On the Political Economy of Measuring State Capacity and Governance: Mapping Transnational Approaches and their Production

ESID project pictureThe design of rules and regulations, the effectiveness of policies and the competences of public bodies play a crucial role in the functioning of states and economies.

As ‘governance matters’, after two decades of research on governance quality as a determinant of state capacity, the current consensus is that ‘good’ governance is a prerequisite for development. Moreover, as defined by the Post-2015 Development Agenda, it is assessed to constitute a desirable global development goal in its own right.

Stemming from this increased relevance and demand for global reach and meaningfulness of ‘good’ governance, there is a need for common definitions as well as for framing and monitoring progress towards its achievement.

Well-functioning and ‘neutral’ measurement processes, assessment tools and routines must, hence, be boosted to perform well in different systemic environments. Producing such encompassing, future-oriented measurement instruments requires assessing thoroughly how, and how well, existing definitions and operationalisation capture governance quality; which aspects they measure; what sort of methodologies they apply; and how robust these are.


Research Team

  • David Hulme (Project Associate, CEO/ESID and University of Manchester)
  • Debora Valentina Malito (Collaborating Researcher, GGP/RSCAS/EUI)
  • Antonio Savoia (Lead Project Researcher, ESID and University of Manchester)
  • Gaby Umbach (Project Associate, Directing GGP Part, GGP/RSCAS/EUI)

Objectives

Given the immediate relevance of ‘good’ governance for both the academic and the policy debate of the Post-2015 and Post-2030 Development Agendas, the project takes the problematic state of measuring governance and state capacity as its starting point.

It maps the political economy of governance and state capacity measures by systematically analysing who rates state capacity and governance where, how, what for, and funded by whom. It moreover assesses the differences between and the performance of the different measures. This analysis will be a particularly innovative contribution to the research on state effectiveness and governance, in which space so far matters little.

Its research improves the current understanding of measurement tools and pays particular attention to state effectiveness issues. It analyses existing measures according to four key dimensions:

  • Who: Producers and development process of measures;
  • Where and how: Geographical location and governance level of their development and production;
  • What for: Purpose and use of the measurement tools; and
  • Funded by whom: Funders of the production of measures.

Outcome

First, the project will produce an innovative cross-sectional dataset on the political economy of state capacity and governance indicators. It will map the type of producer (donor, IFIs, commercial sector, academia and NGOs); the type of funder financing the production of governance measures (governments, philanthropists, NGOs, private corporations); the governance level at which measures are produced; the production process; and the geographical location (both of production and application) of a wide range of governance measures. This innovative tool will be of outmost relevance for several target groups such as civil society actors seeking to participate in related governance processes; policy-makers engaged in development processes and governance reforms; and academics involved in governance and development studies.

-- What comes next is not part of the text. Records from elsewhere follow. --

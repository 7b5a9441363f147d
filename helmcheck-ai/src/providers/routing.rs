//! Ordered fallback across providers
//!
//! A [`ProviderChain`] tries its members in priority order and returns the
//! first success. It implements [`Provider`] itself, so a chain can be cached,
//! nested or handed to callers that only know the trait.

use crate::cache::{Cache, CachedProvider, CleanupHandle, MemoryCache};
use crate::config::{AiConfig, ConfigValidator};
use crate::context::Context;
use crate::metrics::UsageMetrics;
use crate::protocol::{Request, Response};
use crate::providers::adapter::{ChunkStream, Provider};
use crate::providers::error::{ProviderError, ProviderResult};
use crate::providers::registry::ProviderRegistry;
use async_trait::async_trait;
use futures::future::join_all;
use std::sync::Arc;
use std::time::Duration;
use tokio::time::Instant;
use tracing::{debug, info, warn};

/// Interval between sweeps of the shared response cache
const CACHE_SWEEP_INTERVAL: Duration = Duration::from_secs(300);

const CHAIN_NAME: &str = "chain";

/// Primary with fallbacks over any number of providers
pub struct ProviderChain {
    providers: Vec<Arc<dyn Provider>>,
    metrics: Arc<UsageMetrics>,
    cache: Option<Arc<MemoryCache>>,
    _sweeper: Option<CleanupHandle>,
}

impl std::fmt::Debug for ProviderChain {
    fn fmt(&self, f: &mut std::fmt::Formatter<'_>) -> std::fmt::Result {
        f.debug_struct("ProviderChain")
            .field("providers", &self.provider_names())
            .field("cached", &self.cache.is_some())
            .finish()
    }
}

impl ProviderChain {
    /// Create a chain trying `providers` in the given order
    pub fn new(providers: Vec<Arc<dyn Provider>>) -> Self {
        Self {
            providers,
            metrics: Arc::new(UsageMetrics::new()),
            cache: None,
            _sweeper: None,
        }
    }

    pub fn builder() -> ChainBuilder {
        ChainBuilder::new()
    }

    /// Validate `config`, then build every enabled provider in priority order
    ///
    /// When global caching is on, each provider whose own cache setting does
    /// not opt out is wrapped in a [`CachedProvider`] over one shared cache.
    pub fn from_config(config: &AiConfig, registry: &ProviderRegistry) -> ProviderResult<Self> {
        ConfigValidator::new(registry.supported_types()).validate(config)?;

        let shared_cache = config.caching.enabled.then(|| {
            Arc::new(MemoryCache::new(config.caching.max_size_bytes()))
        });

        let mut providers: Vec<Arc<dyn Provider>> = Vec::new();
        for provider_config in config.enabled_providers() {
            let mut effective = provider_config.clone();
            effective.rate_limits = provider_config.rate_limits.inherit(&config.rate_limiting);
            let provider = registry.create(&effective)?;

            let provider = match &shared_cache {
                Some(cache) if provider_config.cache_enabled() => {
                    let ttl = provider_config
                        .cache_ttl()
                        .unwrap_or_else(|| config.caching.ttl_duration());
                    let cache: Arc<dyn Cache> = cache.clone();
                    Arc::new(CachedProvider::new(provider, cache, ttl)) as Arc<dyn Provider>
                }
                _ => provider,
            };
            info!(
                provider = %provider.name(),
                provider_type = %provider_config.provider_type,
                priority = provider_config.priority,
                "provider added to chain"
            );
            providers.push(provider);
        }

        let sweeper = match (&shared_cache, tokio::runtime::Handle::try_current()) {
            (Some(cache), Ok(_)) => Some(cache.spawn_cleanup(CACHE_SWEEP_INTERVAL)),
            _ => None,
        };

        Ok(Self {
            providers,
            metrics: Arc::new(UsageMetrics::new()),
            cache: shared_cache,
            _sweeper: sweeper,
        })
    }

    pub fn providers(&self) -> &[Arc<dyn Provider>] {
        &self.providers
    }

    pub fn provider_names(&self) -> Vec<String> {
        self.providers.iter().map(|p| p.name().to_string()).collect()
    }

    pub fn len(&self) -> usize {
        self.providers.len()
    }

    pub fn is_empty(&self) -> bool {
        self.providers.is_empty()
    }

    /// Shared response cache built by [`ProviderChain::from_config`]
    pub fn cache(&self) -> Option<&Arc<MemoryCache>> {
        self.cache.as_ref()
    }

    /// Final outcomes recorded by the chain itself, keyed under the chain's name
    pub fn chain_metrics(&self) -> Arc<UsageMetrics> {
        self.metrics.clone()
    }

    fn ensure_members(&self) -> ProviderResult<()> {
        if self.providers.is_empty() {
            return Err(ProviderError::not_configured(
                CHAIN_NAME,
                "no providers in fallback chain",
            ));
        }
        Ok(())
    }
}

#[async_trait]
impl Provider for ProviderChain {
    fn name(&self) -> &str {
        CHAIN_NAME
    }

    async fn analyze(&self, ctx: &Context, request: &Request) -> ProviderResult<Response> {
        self.ensure_members()?;
        let started = Instant::now();
        let mut errors = Vec::new();

        for (index, provider) in self.providers.iter().enumerate() {
            if let Some(err) = ctx.err() {
                self.metrics.record_failure(CHAIN_NAME, err.kind());
                return Err(err);
            }

            match provider.analyze(ctx, request).await {
                Ok(response) => {
                    if index > 0 {
                        info!(
                            provider = %provider.name(),
                            fallback_index = index,
                            "fallback provider succeeded"
                        );
                    }
                    self.metrics
                        .record_success(CHAIN_NAME, started.elapsed(), &response.tokens_used);
                    return Ok(response);
                }
                Err(error) => {
                    warn!(provider = %provider.name(), error = %error, "provider failed, trying next");
                    errors.push(error);
                }
            }
        }

        let error = ProviderError::AllProvidersFailed { errors };
        self.metrics.record_failure(CHAIN_NAME, error.kind());
        Err(error)
    }

    async fn analyze_stream(&self, ctx: &Context, request: &Request) -> ProviderResult<ChunkStream> {
        self.ensure_members()?;
        let mut errors = Vec::new();

        for provider in &self.providers {
            if let Some(err) = ctx.err() {
                return Err(err);
            }
            match provider.analyze_stream(ctx, request).await {
                Ok(stream) => {
                    debug!(provider = %provider.name(), "stream opened");
                    return Ok(stream);
                }
                Err(error) => {
                    warn!(provider = %provider.name(), error = %error, "stream failed to open, trying next");
                    errors.push(error);
                }
            }
        }

        Err(ProviderError::AllProvidersFailed { errors })
    }

    async fn validate(&self, ctx: &Context) -> ProviderResult<()> {
        self.ensure_members()?;
        let results = join_all(self.providers.iter().map(|p| p.validate(ctx))).await;
        ProviderError::aggregate(results.into_iter().filter_map(Result::err).collect())
    }

    /// Fresh aggregate of every member's metrics
    fn metrics(&self) -> Arc<UsageMetrics> {
        let merged = UsageMetrics::new();
        let mut seen: Vec<Arc<UsageMetrics>> = Vec::new();
        for provider in &self.providers {
            let metrics = provider.metrics();
            if seen.iter().any(|m| Arc::ptr_eq(m, &metrics)) {
                continue;
            }
            merged.merge(&metrics);
            seen.push(metrics);
        }
        Arc::new(merged)
    }

    async fn close(&self) -> ProviderResult<()> {
        let mut errors = Vec::new();
        for provider in &self.providers {
            if let Err(error) = provider.close().await {
                errors.push(error);
            }
        }
        ProviderError::aggregate(errors)
    }
}

/// Builder for fallback chains
#[derive(Default)]
pub struct ChainBuilder {
    providers: Vec<Arc<dyn Provider>>,
    cache: Option<(Arc<dyn Cache>, Duration)>,
}

impl ChainBuilder {
    /// Create a new chain builder
    pub fn new() -> Self {
        Self::default()
    }

    /// Append a provider; earlier providers are tried first
    pub fn provider(mut self, provider: Arc<dyn Provider>) -> Self {
        self.providers.push(provider);
        self
    }

    /// Wrap every member in a cache-aside decorator over `cache`
    pub fn cache(mut self, cache: Arc<dyn Cache>, ttl: Duration) -> Self {
        self.cache = Some((cache, ttl));
        self
    }

    /// Build the chain
    pub fn build(self) -> ProviderResult<ProviderChain> {
        if self.providers.is_empty() {
            return Err(ProviderError::not_configured(
                CHAIN_NAME,
                "at least one provider is required",
            ));
        }
        let providers = match self.cache {
            Some((cache, ttl)) => self
                .providers
                .into_iter()
                .map(|p| Arc::new(CachedProvider::new(p, cache.clone(), ttl)) as Arc<dyn Provider>)
                .collect(),
            None => self.providers,
        };
        Ok(ProviderChain::new(providers))
    }
}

Second, the project’s quantitative research will strengthen the development of more targeted state capacity and governance metrics. It will scrutinise systematic differences in measures and their production processes according to different types of producers and funders, different regions, or governance levels. It will result in a new innovative tool to analyse and predict the potential of different measures. At the more abstract level, the global governance debate will be informed by this empirical evidence on the politics of global governance through indicators providing important empirical evidence for questions of scale.

Third, the project’s qualitative analysis will generate insight into key definitions of governance and state capacity used in the measures analysed. It will provide an overview on the understanding of the two phenomena; on relevant aspects of contextualisation; and potential issues of translation into and adaptation within different political systems. It will give practitioners core information at hand they require for the preparation of tailor-made policy and reform proposals for their respective constituencies. Moreover, key points of access and capacity-building requirements will be identified. By identifying potential implementation flaws, the project will enable practitioners and researchers alike to learn ahead of crisis and failure.


Publications

Planned publications include blogs, an ESID working paper, an ESID briefing paper and submission to a peer-review journal.